__EXERCISE OBJECTIVE__. Would you please copy every line from the records that contains the word "debug"?
========
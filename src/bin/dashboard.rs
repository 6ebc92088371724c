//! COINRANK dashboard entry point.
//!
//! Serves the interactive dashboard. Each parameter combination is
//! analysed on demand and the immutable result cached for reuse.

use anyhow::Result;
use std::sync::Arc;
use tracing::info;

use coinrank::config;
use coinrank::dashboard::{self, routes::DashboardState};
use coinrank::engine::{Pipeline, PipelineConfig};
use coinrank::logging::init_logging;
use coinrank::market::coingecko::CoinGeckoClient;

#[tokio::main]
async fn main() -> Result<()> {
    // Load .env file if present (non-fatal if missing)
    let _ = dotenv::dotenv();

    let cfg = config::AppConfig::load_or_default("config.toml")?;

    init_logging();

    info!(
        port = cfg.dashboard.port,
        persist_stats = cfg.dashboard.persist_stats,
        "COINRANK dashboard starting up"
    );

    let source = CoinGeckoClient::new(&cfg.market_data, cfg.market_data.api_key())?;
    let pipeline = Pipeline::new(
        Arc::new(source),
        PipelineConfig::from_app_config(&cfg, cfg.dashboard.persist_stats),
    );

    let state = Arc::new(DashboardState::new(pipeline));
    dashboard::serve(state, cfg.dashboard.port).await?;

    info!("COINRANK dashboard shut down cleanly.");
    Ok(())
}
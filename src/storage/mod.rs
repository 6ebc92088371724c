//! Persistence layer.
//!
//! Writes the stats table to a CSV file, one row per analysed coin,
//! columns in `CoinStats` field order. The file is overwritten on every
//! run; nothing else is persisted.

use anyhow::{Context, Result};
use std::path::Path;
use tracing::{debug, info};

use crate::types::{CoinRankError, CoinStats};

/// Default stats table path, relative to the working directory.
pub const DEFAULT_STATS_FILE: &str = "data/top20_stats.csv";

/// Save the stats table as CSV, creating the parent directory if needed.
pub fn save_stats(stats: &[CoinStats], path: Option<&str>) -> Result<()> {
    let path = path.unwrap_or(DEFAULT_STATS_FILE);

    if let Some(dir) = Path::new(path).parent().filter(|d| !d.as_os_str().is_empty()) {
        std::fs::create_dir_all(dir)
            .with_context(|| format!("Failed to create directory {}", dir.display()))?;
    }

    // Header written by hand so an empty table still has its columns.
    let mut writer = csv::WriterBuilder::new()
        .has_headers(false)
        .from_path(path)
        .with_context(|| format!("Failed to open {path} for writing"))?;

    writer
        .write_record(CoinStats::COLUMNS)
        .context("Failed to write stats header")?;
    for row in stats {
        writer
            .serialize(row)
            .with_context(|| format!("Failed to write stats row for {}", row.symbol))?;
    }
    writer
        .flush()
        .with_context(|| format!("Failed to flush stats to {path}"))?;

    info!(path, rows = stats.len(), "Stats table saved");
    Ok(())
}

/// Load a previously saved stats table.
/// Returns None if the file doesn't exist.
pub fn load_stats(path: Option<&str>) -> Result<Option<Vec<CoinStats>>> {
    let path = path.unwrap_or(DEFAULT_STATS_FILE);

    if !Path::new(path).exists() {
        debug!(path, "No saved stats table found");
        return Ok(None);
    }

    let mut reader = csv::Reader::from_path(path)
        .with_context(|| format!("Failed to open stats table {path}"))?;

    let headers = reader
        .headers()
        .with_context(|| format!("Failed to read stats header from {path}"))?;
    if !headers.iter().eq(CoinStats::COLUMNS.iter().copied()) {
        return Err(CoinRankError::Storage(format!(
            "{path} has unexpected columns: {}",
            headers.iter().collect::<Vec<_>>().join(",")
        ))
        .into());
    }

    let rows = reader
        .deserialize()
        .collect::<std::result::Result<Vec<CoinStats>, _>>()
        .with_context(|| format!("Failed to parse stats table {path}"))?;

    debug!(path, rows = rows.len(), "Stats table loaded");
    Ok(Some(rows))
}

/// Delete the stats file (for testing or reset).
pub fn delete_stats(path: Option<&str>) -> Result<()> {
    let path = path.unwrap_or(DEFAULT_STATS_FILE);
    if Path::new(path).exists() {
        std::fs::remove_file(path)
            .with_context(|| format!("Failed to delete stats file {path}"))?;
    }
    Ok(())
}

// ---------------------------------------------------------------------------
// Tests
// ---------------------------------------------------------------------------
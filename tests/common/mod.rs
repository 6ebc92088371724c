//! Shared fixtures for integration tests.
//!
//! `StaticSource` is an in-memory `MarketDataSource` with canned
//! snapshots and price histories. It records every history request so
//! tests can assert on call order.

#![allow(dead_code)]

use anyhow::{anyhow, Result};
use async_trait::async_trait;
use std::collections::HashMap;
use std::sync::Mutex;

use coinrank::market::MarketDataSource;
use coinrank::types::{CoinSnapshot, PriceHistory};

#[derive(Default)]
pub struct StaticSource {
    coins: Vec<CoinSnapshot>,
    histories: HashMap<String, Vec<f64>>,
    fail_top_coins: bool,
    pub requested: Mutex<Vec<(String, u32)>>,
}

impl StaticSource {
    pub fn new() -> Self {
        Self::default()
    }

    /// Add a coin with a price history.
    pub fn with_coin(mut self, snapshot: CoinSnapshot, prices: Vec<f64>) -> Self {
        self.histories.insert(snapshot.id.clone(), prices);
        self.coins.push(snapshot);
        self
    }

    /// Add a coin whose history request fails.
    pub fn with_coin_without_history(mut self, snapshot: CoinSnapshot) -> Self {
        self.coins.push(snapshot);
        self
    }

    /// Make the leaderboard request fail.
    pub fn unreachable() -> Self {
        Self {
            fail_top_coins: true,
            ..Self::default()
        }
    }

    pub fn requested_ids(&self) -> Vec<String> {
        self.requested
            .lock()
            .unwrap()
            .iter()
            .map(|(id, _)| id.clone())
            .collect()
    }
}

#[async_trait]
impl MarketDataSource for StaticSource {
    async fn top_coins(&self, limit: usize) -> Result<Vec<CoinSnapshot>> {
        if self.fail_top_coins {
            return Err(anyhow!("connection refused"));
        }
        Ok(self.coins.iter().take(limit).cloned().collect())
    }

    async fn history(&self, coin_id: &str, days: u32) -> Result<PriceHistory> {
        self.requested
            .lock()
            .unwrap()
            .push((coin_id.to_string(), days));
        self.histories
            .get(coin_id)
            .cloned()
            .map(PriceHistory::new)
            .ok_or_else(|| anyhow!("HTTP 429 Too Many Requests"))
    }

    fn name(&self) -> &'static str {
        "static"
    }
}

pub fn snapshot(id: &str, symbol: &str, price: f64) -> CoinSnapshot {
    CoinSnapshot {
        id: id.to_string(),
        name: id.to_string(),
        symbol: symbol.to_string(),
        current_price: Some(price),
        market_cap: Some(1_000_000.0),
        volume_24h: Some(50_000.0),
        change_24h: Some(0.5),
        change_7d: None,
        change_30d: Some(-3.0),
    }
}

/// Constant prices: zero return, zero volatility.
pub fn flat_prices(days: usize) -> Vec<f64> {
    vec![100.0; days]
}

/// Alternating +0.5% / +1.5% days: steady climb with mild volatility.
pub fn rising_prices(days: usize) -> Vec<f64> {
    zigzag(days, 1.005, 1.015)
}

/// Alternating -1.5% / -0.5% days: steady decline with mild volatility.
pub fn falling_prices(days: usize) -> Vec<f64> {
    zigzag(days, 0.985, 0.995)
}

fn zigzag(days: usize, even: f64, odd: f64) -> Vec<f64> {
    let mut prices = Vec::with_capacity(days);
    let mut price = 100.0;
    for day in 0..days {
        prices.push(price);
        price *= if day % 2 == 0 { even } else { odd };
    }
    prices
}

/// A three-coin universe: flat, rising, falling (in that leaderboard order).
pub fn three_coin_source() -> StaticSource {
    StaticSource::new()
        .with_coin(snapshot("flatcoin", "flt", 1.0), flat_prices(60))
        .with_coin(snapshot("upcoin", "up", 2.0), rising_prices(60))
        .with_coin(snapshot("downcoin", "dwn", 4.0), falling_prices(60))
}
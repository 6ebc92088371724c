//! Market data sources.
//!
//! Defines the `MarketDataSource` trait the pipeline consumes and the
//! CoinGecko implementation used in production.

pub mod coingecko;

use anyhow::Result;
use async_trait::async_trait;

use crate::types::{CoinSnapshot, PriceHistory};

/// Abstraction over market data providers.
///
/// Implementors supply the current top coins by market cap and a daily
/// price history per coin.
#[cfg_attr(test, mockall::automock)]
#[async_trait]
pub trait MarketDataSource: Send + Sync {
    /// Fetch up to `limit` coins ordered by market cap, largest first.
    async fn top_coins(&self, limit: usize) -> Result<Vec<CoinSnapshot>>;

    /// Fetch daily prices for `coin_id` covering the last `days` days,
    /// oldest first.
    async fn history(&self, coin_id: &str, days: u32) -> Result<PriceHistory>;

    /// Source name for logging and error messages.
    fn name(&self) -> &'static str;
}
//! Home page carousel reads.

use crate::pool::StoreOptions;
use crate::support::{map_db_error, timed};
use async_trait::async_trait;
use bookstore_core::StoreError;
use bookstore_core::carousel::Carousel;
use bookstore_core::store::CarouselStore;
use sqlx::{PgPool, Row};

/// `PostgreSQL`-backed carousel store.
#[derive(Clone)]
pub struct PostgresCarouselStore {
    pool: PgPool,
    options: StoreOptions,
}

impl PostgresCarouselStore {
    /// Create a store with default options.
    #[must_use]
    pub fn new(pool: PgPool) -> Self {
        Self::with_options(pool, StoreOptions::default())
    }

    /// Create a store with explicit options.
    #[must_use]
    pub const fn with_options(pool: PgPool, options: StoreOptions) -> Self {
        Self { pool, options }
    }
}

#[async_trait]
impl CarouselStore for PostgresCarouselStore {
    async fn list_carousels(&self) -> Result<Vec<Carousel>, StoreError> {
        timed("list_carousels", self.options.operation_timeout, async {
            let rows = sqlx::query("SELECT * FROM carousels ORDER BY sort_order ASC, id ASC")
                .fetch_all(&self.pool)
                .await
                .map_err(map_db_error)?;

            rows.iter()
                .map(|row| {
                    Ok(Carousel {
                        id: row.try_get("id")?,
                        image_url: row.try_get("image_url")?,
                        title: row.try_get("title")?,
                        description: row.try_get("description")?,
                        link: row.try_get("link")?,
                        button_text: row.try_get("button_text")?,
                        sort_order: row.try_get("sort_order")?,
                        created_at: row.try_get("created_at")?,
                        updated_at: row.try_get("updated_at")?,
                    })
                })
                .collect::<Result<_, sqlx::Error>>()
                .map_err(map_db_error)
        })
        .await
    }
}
========
__RESULT FOR THIS EXERCISE__.
use tracing::{debug, info};
        debug!(path, "No saved stats table found");
    debug!(path, rows = rows.len(), "Stats table loaded");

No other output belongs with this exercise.